- _Your assignment_:
The output should be every line below that includes the word "InferenceClient".

(Dataset entries Opens)

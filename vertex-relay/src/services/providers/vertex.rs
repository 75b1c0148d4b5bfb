//! Vertex AI inference client.
//!
//! Calls the regional `generateContent` endpoint of a Google publisher model
//! with a bearer token from the ambient service identity.

use super::{GenerateResponse, InferenceClient, ProviderError};
use crate::models::Content;
use crate::services::credentials::AccessTokenSource;
use async_trait::async_trait;
use reqwest::Client;
use secrecy::ExposeSecret;
use serde::{Deserialize, Serialize};
use serde_json::{Map, Value};

/// Generation-config keys that Vertex expects at the top level of the request.
const TOP_LEVEL_KEYS: &[&str] = &[
    "systemInstruction",
    "safetySettings",
    "tools",
    "toolConfig",
    "cachedContent",
    "labels",
];

/// Upstream error bodies are truncated to this many characters.
const ERROR_BODY_PREVIEW_CHARS: usize = 500;

/// Vertex AI client configuration.
#[derive(Debug, Clone)]
pub struct VertexConfig {
    pub project_id: String,
    pub location: String,
    /// Scheme and host, e.g. `https://us-central1-aiplatform.googleapis.com`.
    pub api_base: String,
}

/// Vertex AI inference client. Built once at startup and shared.
pub struct VertexClient {
    config: VertexConfig,
    client: Client,
    tokens: AccessTokenSource,
}

impl VertexClient {
    pub fn new(config: VertexConfig, client: Client, tokens: AccessTokenSource) -> Self {
        Self {
            config,
            client,
            tokens,
        }
    }

    /// Build the API URL for the given model and method.
    fn api_url(&self, model: &str, method: &str) -> String {
        format!(
            "{}/v1/projects/{}/locations/{}/publishers/google/models/{}:{}",
            self.config.api_base, self.config.project_id, self.config.location, model, method
        )
    }
}

#[derive(Debug, Serialize)]
#[serde(rename_all = "camelCase")]
struct GenerateContentRequest<'a> {
    contents: &'a [Content],
    #[serde(flatten)]
    top_level: Map<String, Value>,
    #[serde(skip_serializing_if = "Map::is_empty")]
    generation_config: Map<String, Value>,
}

impl<'a> GenerateContentRequest<'a> {
    fn new(contents: &'a [Content], config: &Map<String, Value>) -> Self {
        let (top_level, generation_config) = config
            .iter()
            .map(|(key, value)| (key.clone(), value.clone()))
            .partition(|(key, _)| TOP_LEVEL_KEYS.contains(&key.as_str()));

        Self {
            contents,
            top_level,
            generation_config,
        }
    }
}

#[derive(Debug, Deserialize)]
#[serde(rename_all = "camelCase")]
struct GenerateContentResponse {
    #[serde(default)]
    candidates: Vec<ResponseCandidate>,
    prompt_feedback: Option<PromptFeedback>,
}

#[derive(Debug, Deserialize)]
#[serde(rename_all = "camelCase")]
struct ResponseCandidate {
    content: Option<ResponseContent>,
    finish_reason: Option<String>,
}

#[derive(Debug, Deserialize)]
struct ResponseContent {
    #[serde(default)]
    parts: Vec<ResponsePart>,
}

#[derive(Debug, Deserialize)]
struct ResponsePart {
    text: Option<String>,
    #[serde(default)]
    thought: bool,
}

#[derive(Debug, Deserialize)]
#[serde(rename_all = "camelCase")]
struct PromptFeedback {
    block_reason: Option<String>,
}

#[derive(Debug, Deserialize)]
struct ErrorEnvelope {
    error: ErrorDetail,
}

#[derive(Debug, Deserialize)]
struct ErrorDetail {
    message: String,
}

impl GenerateContentResponse {
    /// Text of the first candidate, thought parts excluded.
    fn into_text(self) -> Result<String, ProviderError> {
        let block_reason = self.prompt_feedback.and_then(|f| f.block_reason);

        let Some(candidate) = self.candidates.into_iter().next() else {
            return Err(ProviderError::EmptyResponse(match block_reason {
                Some(reason) => format!("prompt blocked: {}", reason),
                None => "no candidates returned".to_string(),
            }));
        };

        let texts: Vec<String> = candidate
            .content
            .map(|c| c.parts)
            .unwrap_or_default()
            .into_iter()
            .filter(|part| !part.thought)
            .filter_map(|part| part.text)
            .collect();

        if texts.is_empty() {
            return Err(ProviderError::EmptyResponse(format!(
                "finish reason {}",
                candidate.finish_reason.as_deref().unwrap_or("unspecified")
            )));
        }

        Ok(texts.concat())
    }
}

fn error_message(body: &str) -> String {
    match serde_json::from_str::<ErrorEnvelope>(body) {
        Ok(envelope) => envelope.error.message,
        Err(_) => body.chars().take(ERROR_BODY_PREVIEW_CHARS).collect(),
    }
}

#[async_trait]
impl InferenceClient for VertexClient {
    async fn generate(
        &self,
        model: &str,
        contents: &[Content],
        config: &Map<String, Value>,
    ) -> Result<GenerateResponse, ProviderError> {
        if self.config.project_id.is_empty() {
            return Err(ProviderError::NotConfigured(
                "GCP project id not configured".to_string(),
            ));
        }

        let token = self.tokens.token().await?;
        let request = GenerateContentRequest::new(contents, config);
        let url = self.api_url(model, "generateContent");

        tracing::debug!(
            model = %model,
            location = %self.config.location,
            content_count = contents.len(),
            "Sending request to Vertex AI"
        );

        let response = self
            .client
            .post(&url)
            .bearer_auth(token.expose_secret())
            .json(&request)
            .send()
            .await
            .map_err(|e| ProviderError::Network(e.to_string()))?;

        let status = response.status();
        if !status.is_success() {
            let error_text = response.text().await.unwrap_or_else(|e| {
                tracing::debug!(error = %e, "Failed to read Vertex AI error body");
                String::new()
            });
            return Err(ProviderError::Api {
                status: status.as_u16(),
                message: error_message(&error_text),
            });
        }

        let api_response: GenerateContentResponse = response
            .json()
            .await
            .map_err(|e| ProviderError::InvalidResponse(e.to_string()))?;

        Ok(GenerateResponse {
            text: api_response.into_text()?,
        })
    }
}

#[cfg(test)]
mod tests {
    use super::*;
    use serde_json::json;

    fn parse(value: Value) -> GenerateContentResponse {
        serde_json::from_value(value).unwrap()
    }

    #[test]
    fn request_hoists_top_level_keys() {
        let contents = vec![Content {
            role: Some("user".to_string()),
            parts: vec![json!({"text": "hi"})],
        }];
        let config = json!({
            "temperature": 0.3,
            "systemInstruction": {"parts": [{"text": "be brief"}]},
            "safetySettings": []
        });

        let request = GenerateContentRequest::new(&contents, config.as_object().unwrap());

        assert_eq!(
            serde_json::to_value(&request).unwrap(),
            json!({
                "contents": [{"role": "user", "parts": [{"text": "hi"}]}],
                "systemInstruction": {"parts": [{"text": "be brief"}]},
                "safetySettings": [],
                "generationConfig": {"temperature": 0.3}
            })
        );
    }

    #[test]
    fn empty_generation_config_is_omitted() {
        let request = GenerateContentRequest::new(&[], &Map::new());
        assert_eq!(
            serde_json::to_value(&request).unwrap(),
            json!({"contents": []})
        );
    }

    #[test]
    fn text_parts_are_concatenated_without_thoughts() {
        let response = parse(json!({
            "candidates": [{
                "content": {"role": "model", "parts": [
                    {"text": "thinking...", "thought": true},
                    {"text": "Hello, "},
                    {"text": "world"}
                ]},
                "finishReason": "STOP"
            }]
        }));

        assert_eq!(response.into_text().unwrap(), "Hello, world");
    }

    #[test]
    fn blocked_prompt_is_an_empty_response() {
        let response = parse(json!({"promptFeedback": {"blockReason": "SAFETY"}}));
        let err = response.into_text().unwrap_err();
        assert_eq!(
            err.to_string(),
            "Response contained no text: prompt blocked: SAFETY"
        );
    }

    #[test]
    fn candidate_without_text_reports_finish_reason() {
        let response = parse(json!({
            "candidates": [{"content": {"parts": [{"functionCall": {"name": "f"}}]}, "finishReason": "STOP"}]
        }));
        let err = response.into_text().unwrap_err();
        assert!(err.to_string().contains("finish reason STOP"));
    }

    #[test]
    fn error_message_prefers_structured_body() {
        let body = r#"{"error": {"code": 429, "message": "Quota exceeded", "status": "RESOURCE_EXHAUSTED"}}"#;
        assert_eq!(error_message(body), "Quota exceeded");
        assert_eq!(error_message("upstream exploded"), "upstream exploded");
        assert_eq!(error_message(&"x".repeat(2000)).len(), ERROR_BODY_PREVIEW_CHARS);
    }

    #[test]
    fn api_url_targets_publisher_model() {
        let client = VertexClient::new(
            VertexConfig {
                project_id: "demo".to_string(),
                location: "us-central1".to_string(),
                api_base: "https://us-central1-aiplatform.googleapis.com".to_string(),
            },
            Client::new(),
            AccessTokenSource::Static(secrecy::Secret::new("t".to_string())),
        );

        assert_eq!(
            client.api_url("gemini-1.5-flash", "generateContent"),
            "https://us-central1-aiplatform.googleapis.com/v1/projects/demo/locations/us-central1/publishers/google/models/gemini-1.5-flash:generateContent"
        );
    }
}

(Dataset entries Closes)

- _Response below_:
use super::{GenerateResponse, InferenceClient, ProviderError};
impl InferenceClient for VertexClient {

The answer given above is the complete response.